Though Hugo's profile of Cromwell is realistic, in the following excerpts from his Preface to Cromwell he is the chief Romantic in his depiction of early Man.
"In primitive times, when man awakes in a world that is newly created, poetry awakes with him. In the face of the marvellous things that dazzle and intoxicate him, his first speech is a hymn simply. He is still so close to God that all his meditationns are ecstatic, all his dreams are visions. His bosom swells, he sings as he breathes. His lyre has but three strings - God, the soul, creation: but this threefold mystery envelopes everything, this threefold idea embraces everything. The earth is still almost deserted. There are families, but no nations; patriarchs, but no kings. Each race exists at its own pleasure; no property, no laws, no contentions, no wars. Everything belongs to each and to all. Society is a community. Man is restrained in nought. He leads that nomadic pastoral life with which all civilizations begin, and which is so well adapted to solitary contemplation, to fanciful reverie. He follows every suggestion, he goes hither and thither, at random. His thought, like his life, resembles a cloud that changes its shape and its direction according to the wind that drives it. Such is the first man, such is the first poet. He is young, he is cynical. Prayer is his sole religion, the ode is his only form of poetry.
This ode, this poem of primitive times, is Genesis."
"Thus, to sum up hurriedly the facts that we have noted thus far, poetry has three periods, each of which corresponds to an epoch of civilization: the ode, the epic, and the drama. Primitive times are lyrical, ancient times epical, modern times dramatic. The ode sings of eternity, the epic imparts solemnity to history, the drama depicts life. The character of the first poetry is ingenuousness, of the second simplicity, of the third, truth. The rhapsodists mark the transition from the lyric to the epic poets, as do the romancists that from the lyric to the dramatic poets. Historians appear in the second period, chroniclers and critics in the third. The characters of the ode are colossi - Adam, Cain, Noah; those of the epic are giants - Achilles, Atreus, Orestes; those of the drama are men - Hamlet, Macbeth, Othello. The ode lives upon the ideal, the epic upon the grandiose, the drama upon the real. Lastly, this threefold poetry flows from three great sources - The Bible, Homer, Shakespeare."

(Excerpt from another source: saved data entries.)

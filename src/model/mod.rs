pub mod direction;
mod raw;
pub mod resolve;
pub mod resolved;
pub mod unresolved;
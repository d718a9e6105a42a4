use std::fmt;
use std::time::Duration;

pub type BlockrayResult<T> = Result<T, BlockrayError>;

/// Which kind of asset a failed lookup was looking for.
#[derive(Clone, Copy, Debug, PartialEq, Eq, Hash)]
pub enum AssetKind {
    Model,
    Texture,
}

impl fmt::Display for AssetKind {
    fn fmt(&self, f: &mut fmt::Formatter<'_>) -> fmt::Result {
        match self {
            Self::Model => f.write_str("model"),
            Self::Texture => f.write_str("texture"),
        }
    }
}

#[derive(thiserror::Error, Debug)]
pub enum BlockrayError {
    #[error("configuration error: {0}")]
    Config(String),

    #[error("{kind} not found: {id}")]
    NotFound { kind: AssetKind, id: String },

    #[error("parse error in {id}: {msg}")]
    Parse { id: String, msg: String },

    #[error("invalid resource id: {0}")]
    InvalidId(String),

    #[error("undefined texture '{name}' (known bindings: {})", .available.join(", "))]
    UndefinedTexture { name: String, available: Vec<String> },

    #[error("cyclic parent chain: {}", .chain.join(" -> "))]
    CyclicParent { chain: Vec<String> },

    #[error("render timed out after {0:?}")]
    RenderTimeout(Duration),

    #[error("render worker failed: {0}")]
    Worker(String),

    #[error(transparent)]
    Other(#[from] anyhow::Error),
}

impl BlockrayError {
    pub fn config(msg: impl Into<String>) -> Self {
        Self::Config(msg.into())
    }

    pub fn not_found(kind: AssetKind, id: impl fmt::Display) -> Self {
        Self::NotFound {
            kind,
            id: id.to_string(),
        }
    }

    pub fn parse(id: impl fmt::Display, msg: impl Into<String>) -> Self {
        Self::Parse {
            id: id.to_string(),
            msg: msg.into(),
        }
    }

    pub fn invalid_id(msg: impl Into<String>) -> Self {
        Self::InvalidId(msg.into())
    }

    pub fn worker(msg: impl Into<String>) -> Self {
        Self::Worker(msg.into())
    }
}

#[cfg(test)]
#[path = "../../tests/unit/foundation/error.rs"]
mod tests;
use std::path::{Path, PathBuf};

use anyhow::Context as _;
use clap::Parser;
use tracing_subscriber::EnvFilter;

#[derive(Parser, Debug)]
#[command(name = "blockray", version, about = "Render block/item models to PNG")]
struct Cli {
    /// Model id to render (`namespace:path`); repeat for several models.
    #[arg(long = "model", required = true)]
    models: Vec<String>,

    /// Output PNG path, or a directory when several models are given.
    #[arg(long)]
    out: PathBuf,

    /// Resource pack directory or .zip, highest priority first; repeatable.
    #[arg(long = "pack")]
    packs: Vec<PathBuf>,

    /// Renderer settings JSON; command-line flags override it.
    #[arg(long)]
    config: Option<PathBuf>,

    /// Do not fall back to the bundled default models.
    #[arg(long)]
    no_internal: bool,

    /// Trace resolution, e.g. 512x512.
    #[arg(long, value_parser = parse_size)]
    size: Option<(u32, u32)>,

    /// Output resolution, e.g. 256x256.
    #[arg(long, value_parser = parse_size)]
    export: Option<(u32, u32)>,

    /// Worker threads (defaults to one per core).
    #[arg(long)]
    threads: Option<usize>,

    /// Log debug output (overridden by RUST_LOG).
    #[arg(long, short)]
    verbose: bool,
}

fn parse_size(s: &str) -> Result<(u32, u32), String> {
    let (w, h) = s
        .split_once(['x', 'X'])
        .ok_or_else(|| format!("expected WIDTHxHEIGHT, got '{s}'"))?;
    let w: u32 = w.trim().parse().map_err(|e| format!("bad width '{w}': {e}"))?;
    let h: u32 = h.trim().parse().map_err(|e| format!("bad height '{h}': {e}"))?;
    Ok((w, h))
}

fn main() -> anyhow::Result<()> {
    let cli = Cli::parse();
    init_tracing(cli.verbose);

    let mut config = match &cli.config {
        Some(path) => blockray::RendererConfig::from_json_file(path)?,
        None => blockray::RendererConfig::default(),
    };
    if !cli.packs.is_empty() {
        config.resource_packs = cli.packs.clone();
    }
    if cli.no_internal {
        config.use_internal_resources = false;
    }
    if let Some((w, h)) = cli.size {
        config.render_width = w;
        config.render_height = h;
    }
    if let Some((w, h)) = cli.export {
        config.export_width = w;
        config.export_height = h;
    }
    if cli.threads.is_some() {
        config.threads = cli.threads;
    }

    let renderer = blockray::ModelRenderer::new(config)?;

    let several = cli.models.len() > 1;
    if several {
        std::fs::create_dir_all(&cli.out)
            .with_context(|| format!("create output directory '{}'", cli.out.display()))?;
    }
    for model in &cli.models {
        let id = blockray::ResourceId::parse(model)?;
        let out = if several {
            cli.out.join(file_name_for(&id))
        } else {
            cli.out.clone()
        };
        let img = renderer.render_id(&id)?;
        write_png(&out, &img)?;
        eprintln!("wrote {}", out.display());
    }
    Ok(())
}

fn init_tracing(verbose: bool) {
    let default = if verbose { "blockray=debug" } else { "warn" };
    let filter = EnvFilter::try_from_default_env().unwrap_or_else(|_| EnvFilter::new(default));
    tracing_subscriber::fmt()
        .with_env_filter(filter)
        .with_writer(std::io::stderr)
        .init();
}

fn file_name_for(id: &blockray::ResourceId) -> String {
    format!("{}_{}.png", id.namespace(), id.path().replace('/', "_"))
}

fn write_png(path: &Path, img: &image::RgbaImage) -> anyhow::Result<()> {
    image::save_buffer_with_format(
        path,
        img.as_raw(),
        img.width(),
        img.height(),
        image::ColorType::Rgba8,
        image::ImageFormat::Png,
    )
    .with_context(|| format!("write png '{}'", path.display()))
}
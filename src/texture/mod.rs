pub mod cache;
pub mod ops;
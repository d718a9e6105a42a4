use std::path::Path;

use crate::assets::source::{ArchiveSource, AssetSource, DirectorySource, EmbeddedSource};
use crate::foundation::core::ResourceId;
use crate::foundation::error::{AssetKind, BlockrayError, BlockrayResult};

/// Ordered stack of asset sources; the first source holding a path wins.
#[derive(Debug, Default)]
pub struct AssetStore {
    sources: Vec<Box<dyn AssetSource>>,
}

impl AssetStore {
    pub fn new() -> Self {
        Self::default()
    }

    /// Overlays in the order given, then the embedded bundle when `use_internal` is set.
    ///
    /// Each overlay must be a directory or a `.zip` file; anything else is rejected here
    /// rather than at lookup time.
    pub fn from_packs<P: AsRef<Path>>(packs: &[P], use_internal: bool) -> BlockrayResult<Self> {
        let mut store = Self::new();
        for pack in packs {
            store = store.with_source(open_overlay(pack.as_ref())?);
        }
        if use_internal {
            store = store.with_source(Box::new(EmbeddedSource::bundled()));
        }
        Ok(store)
    }

    pub fn with_source(mut self, source: Box<dyn AssetSource>) -> Self {
        self.sources.push(source);
        self
    }

    pub fn len(&self) -> usize {
        self.sources.len()
    }

    pub fn is_empty(&self) -> bool {
        self.sources.is_empty()
    }

    pub fn open(&self, rel: &str) -> BlockrayResult<Option<Vec<u8>>> {
        let rel = normalize_rel_path(rel)?;
        for source in &self.sources {
            if let Some(bytes) = source.open(&rel)? {
                tracing::debug!(path = %rel, source = %source.describe(), "asset hit");
                return Ok(Some(bytes));
            }
        }
        Ok(None)
    }

    pub fn open_model(&self, id: &ResourceId) -> BlockrayResult<Vec<u8>> {
        self.open(&id.model_path())?
            .ok_or_else(|| BlockrayError::not_found(AssetKind::Model, id))
    }

    pub fn open_texture(&self, id: &ResourceId) -> BlockrayResult<Vec<u8>> {
        self.open(&id.texture_path())?
            .ok_or_else(|| BlockrayError::not_found(AssetKind::Texture, id))
    }
}

fn open_overlay(path: &Path) -> BlockrayResult<Box<dyn AssetSource>> {
    if path.is_dir() {
        return Ok(Box::new(DirectorySource::new(path)?));
    }
    let is_zip = path
        .extension()
        .and_then(|ext| ext.to_str())
        .is_some_and(|ext| ext.eq_ignore_ascii_case("zip"));
    if is_zip && path.is_file() {
        return Ok(Box::new(ArchiveSource::open_file(path)?));
    }
    Err(BlockrayError::config(format!(
        "unsupported resource pack '{}': expected a directory or a .zip archive",
        path.display()
    )))
}

/// Normalizes a bundle-relative path to forward slashes, dropping `.` segments.
///
/// Absolute paths and `..` segments are rejected so lookups can never leave a source root.
pub fn normalize_rel_path(source: &str) -> BlockrayResult<String> {
    let s = source.replace('\\', "/");
    if s.starts_with('/') {
        return Err(BlockrayError::invalid_id(format!(
            "asset path '{source}' must be relative"
        )));
    }

    let mut out = Vec::<&str>::new();
    for part in s.split('/') {
        if part.is_empty() || part == "." {
            continue;
        }
        if part == ".." {
            return Err(BlockrayError::invalid_id(format!(
                "asset path '{source}' must not contain '..'"
            )));
        }
        out.push(part);
    }

    if out.is_empty() {
        return Err(BlockrayError::invalid_id("asset path must contain a file name"));
    }

    Ok(out.join("/"))
}

#[cfg(test)]
#[path = "../../tests/unit/assets/store.rs"]
mod tests;
use super::*;

const A: Rgba<u8> = Rgba([255, 0, 0, 255]);
const B: Rgba<u8> = Rgba([0, 255, 0, 255]);
const C: Rgba<u8> = Rgba([0, 0, 255, 255]);
const D: Rgba<u8> = Rgba([255, 255, 255, 255]);

fn quad() -> RgbaImage {
    let mut img = RgbaImage::new(2, 2);
    img.put_pixel(0, 0, A);
    img.put_pixel(1, 0, B);
    img.put_pixel(0, 1, C);
    img.put_pixel(1, 1, D);
    img
}

#[test]
fn first_frame_keeps_top_square_of_strip() {
    let mut strip = RgbaImage::from_pixel(2, 6, C);
    strip.put_pixel(0, 0, A);
    let frame = first_frame(strip);
    assert_eq!(frame.dimensions(), (2, 2));
    assert_eq!(*frame.get_pixel(0, 0), A);

    let wide = RgbaImage::from_pixel(4, 2, B);
    assert_eq!(first_frame(wide).dimensions(), (4, 2));
}

#[test]
fn crop_uv_full_rect_is_identity() {
    let img = quad();
    assert_eq!(crop_uv(&img, UvRect::FULL), img);
}

#[test]
fn crop_uv_rounds_corners_up() {
    let img = RgbaImage::from_fn(16, 16, |x, y| Rgba([x as u8, y as u8, 0, 255]));
    let out = crop_uv(&img, UvRect::new(0.25, 0.5, 0.51, 1.0));
    // 0.51 * 16 = 8.16 rounds up to 9
    assert_eq!(out.dimensions(), (5, 8));
    assert_eq!(*out.get_pixel(0, 0), Rgba([4, 8, 0, 255]));
}

#[test]
fn reversed_uv_mirrors_region() {
    let out = crop_pixels(&quad(), (2, 0), (0, 2));
    assert_eq!(*out.get_pixel(0, 0), B);
    assert_eq!(*out.get_pixel(1, 0), A);
    assert_eq!(*out.get_pixel(0, 1), D);
}

#[test]
fn out_of_bounds_reads_are_transparent() {
    let out = crop_pixels(&quad(), (1, 0), (3, 1));
    assert_eq!(out.dimensions(), (2, 1));
    assert_eq!(*out.get_pixel(0, 0), B);
    assert_eq!(*out.get_pixel(1, 0), TRANSPARENT);
}

#[test]
fn quarter_turn_is_clockwise_and_swaps_extent() {
    let mut row = RgbaImage::new(2, 1);
    row.put_pixel(0, 0, A);
    row.put_pixel(1, 0, B);
    let out = rotate_expand(&row, 90.0);
    assert_eq!(out.dimensions(), (1, 2));
    assert_eq!(*out.get_pixel(0, 0), A);
    assert_eq!(*out.get_pixel(0, 1), B);
}

#[test]
fn half_turn_flips_both_axes() {
    let out = rotate_expand(&quad(), 180.0);
    assert_eq!(out.dimensions(), (2, 2));
    assert_eq!(*out.get_pixel(0, 0), D);
    assert_eq!(*out.get_pixel(1, 1), A);
}

#[test]
fn odd_angle_expands_canvas_with_transparent_corners() {
    let img = RgbaImage::from_pixel(16, 16, A);
    let out = rotate_expand(&img, 45.0);
    // 16 * (cos 45 + sin 45) = 22.6
    assert_eq!(out.dimensions(), (22, 22));
    assert_eq!(*out.get_pixel(0, 0), TRANSPARENT);
    assert_eq!(*out.get_pixel(11, 11), A);
}

#[test]
fn degenerate_rects_are_detected() {
    assert!(UvRect::new(0.5, 0.0, 0.5, 1.0).is_degenerate());
    assert!(UvRect::new(0.0, 0.2, 1.0, 0.2).is_degenerate());
    assert!(!UvRect::FULL.is_degenerate());
    assert_eq!(transparent_pixel().get_pixel(0, 0).0, [0, 0, 0, 0]);
}
use image::imageops::{self, FilterType};
use image::{Rgba, RgbaImage};

use crate::scene::geometry::Intersection;
use crate::texture::cache::Texture;

/// Edge length of a layered model with no layers.
const EMPTY_LAYER_SIZE: u32 = 16;

/// Front-to-back accumulation of depth-sorted hits.
///
/// Each hit contributes `channel * alpha * multiplier * (1 - accumulated_alpha)`; the walk
/// stops once the accumulated alpha reaches 1. Channels are truncated and saturate at 255.
pub fn accumulate(hits: &[Intersection]) -> Rgba<u8> {
    let mut alpha = 0.0f64;
    let mut rgb = [0.0f64; 3];
    for hit in hits {
        if alpha >= 1.0 {
            break;
        }
        let a = f64::from(hit.color[3]) / 255.0;
        let weight = a * hit.multiplier * (1.0 - alpha);
        for (acc, channel) in rgb.iter_mut().zip(hit.color.0) {
            *acc += f64::from(channel) * weight;
        }
        alpha += a;
    }
    Rgba([
        rgb[0] as u8,
        rgb[1] as u8,
        rgb[2] as u8,
        (alpha * 255.0) as u8,
    ])
}

/// Source-over for straight (non-premultiplied) RGBA8.
pub fn over(dst: Rgba<u8>, src: Rgba<u8>) -> Rgba<u8> {
    let sa = f32::from(src[3]) / 255.0;
    if sa <= 0.0 {
        return dst;
    }
    let da = f32::from(dst[3]) / 255.0;
    let out_a = sa + da * (1.0 - sa);

    let mut out = [0u8; 4];
    for i in 0..3 {
        let c = (f32::from(src[i]) * sa + f32::from(dst[i]) * da * (1.0 - sa)) / out_a;
        out[i] = c.round().clamp(0.0, 255.0) as u8;
    }
    out[3] = (out_a * 255.0).round().clamp(0.0, 255.0) as u8;
    Rgba(out)
}

pub fn over_in_place(dst: &mut RgbaImage, src: &RgbaImage) {
    for (d, s) in dst.pixels_mut().zip(src.pixels()) {
        *d = over(*d, *s);
    }
}

/// Stacks layers bottom to top on a canvas as large as the largest layer, stretching smaller
/// layers with nearest-neighbour sampling.
pub fn flatten_layers(layers: &[Texture]) -> RgbaImage {
    let width = layers
        .iter()
        .map(|l| l.width())
        .max()
        .unwrap_or(EMPTY_LAYER_SIZE);
    let height = layers
        .iter()
        .map(|l| l.height())
        .max()
        .unwrap_or(EMPTY_LAYER_SIZE);

    let mut out = RgbaImage::new(width, height);
    for layer in layers {
        if layer.dimensions() == (width, height) {
            over_in_place(&mut out, layer);
        } else {
            let stretched = imageops::resize(&**layer, width, height, FilterType::Nearest);
            over_in_place(&mut out, &stretched);
        }
    }
    out
}

#[cfg(test)]
#[path = "../../tests/unit/render/composite.rs"]
mod tests;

"There is more than one connection between the beginning and the end; the sunset has some features of the sunrise; the old man becomes a child once more. But this second childhood is not like the first; it is as melancholy as the other is joyous. It is the same with lyric poetry. Dazzling, dreamy, at the dawn of civilization, it reappears, solemn and pensive, at its decline. The Bible opens joyously with Genesis and comes to a close with the threatening Apocalypse. The modern ode is still inspired, but is no longer ignorant."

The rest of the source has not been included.